Eurohypo's importance to the European property market is considerable, particularly since it is known for lending on larger projects. Commerzbank was told by the EU as a condition for the EU agreeing to the German government bailing out the bank that it would have to hive off Eurohypo for sale by 2014. In fact the EU has now agreed to a modified plan that will enable Commerzbank to fold some of the Eurohypo lending book into its own operations and to cease property lending in all but certain key markets. The point here is that taken along with Soc Gen's decision to withdraw from the property lending market, this represents a very significant pull back in available funding for the European property market. As PwC puts it in its review of the prospects for European property in 2012:
"So, once symbols of a recovery (in the global property market), Eurohypo and Soc Gen now represent the market's fragility, demonstrating how quickly sentiment can reverse in the current climate and how what the industry [now] faces is so much more complicated than first thought."

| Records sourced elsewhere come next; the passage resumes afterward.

use crate::handlers;
use crate::state::AppState;
use axum::{routing::{delete, get, post}, Router};

pub fn router(state: AppState) -> Router {
    Router::new()
        .route("/api/habits", get(handlers::list_habits).post(handlers::create_habit))
        .route("/api/habits/:id", delete(handlers::delete_habit))
        .route("/api/habits/:id/toggle", post(handlers::toggle_completion))
        .route("/api/habits/:id/completions", post(handlers::add_completion))
        .route("/api/habits/:id/completions/:date", delete(handlers::remove_completion))
        .route("/api/streak", get(handlers::get_streak))
        .route("/api/calendar", get(handlers::get_calendar))
        .with_state(state)
}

Inevitably, as the banks withdraw partially or completely from the property market, other lenders, including the big insurers, will come in, but they are looking only at funding premium deals at the highest rates. Lending on "secondary" or "tertiary" property - the two categories that are really cluttering up and over-burdening bank property loan portfolios - is almost non-existent.
On top of all this, as PwC notes, Europe is currently in the throes of an economic crisis "that is wreaking havoc with no map or direction". No property market benefits from massive economic uncertainty. One of the interviewees surveyed in the PwC report is reported as saying:
"We thought that the outlook was uncertain in 2009. But we did not understand what the definition of uncertainty was back then. Now we do. Even the economists admit that they don't know what is going on. We are in a truly unique time."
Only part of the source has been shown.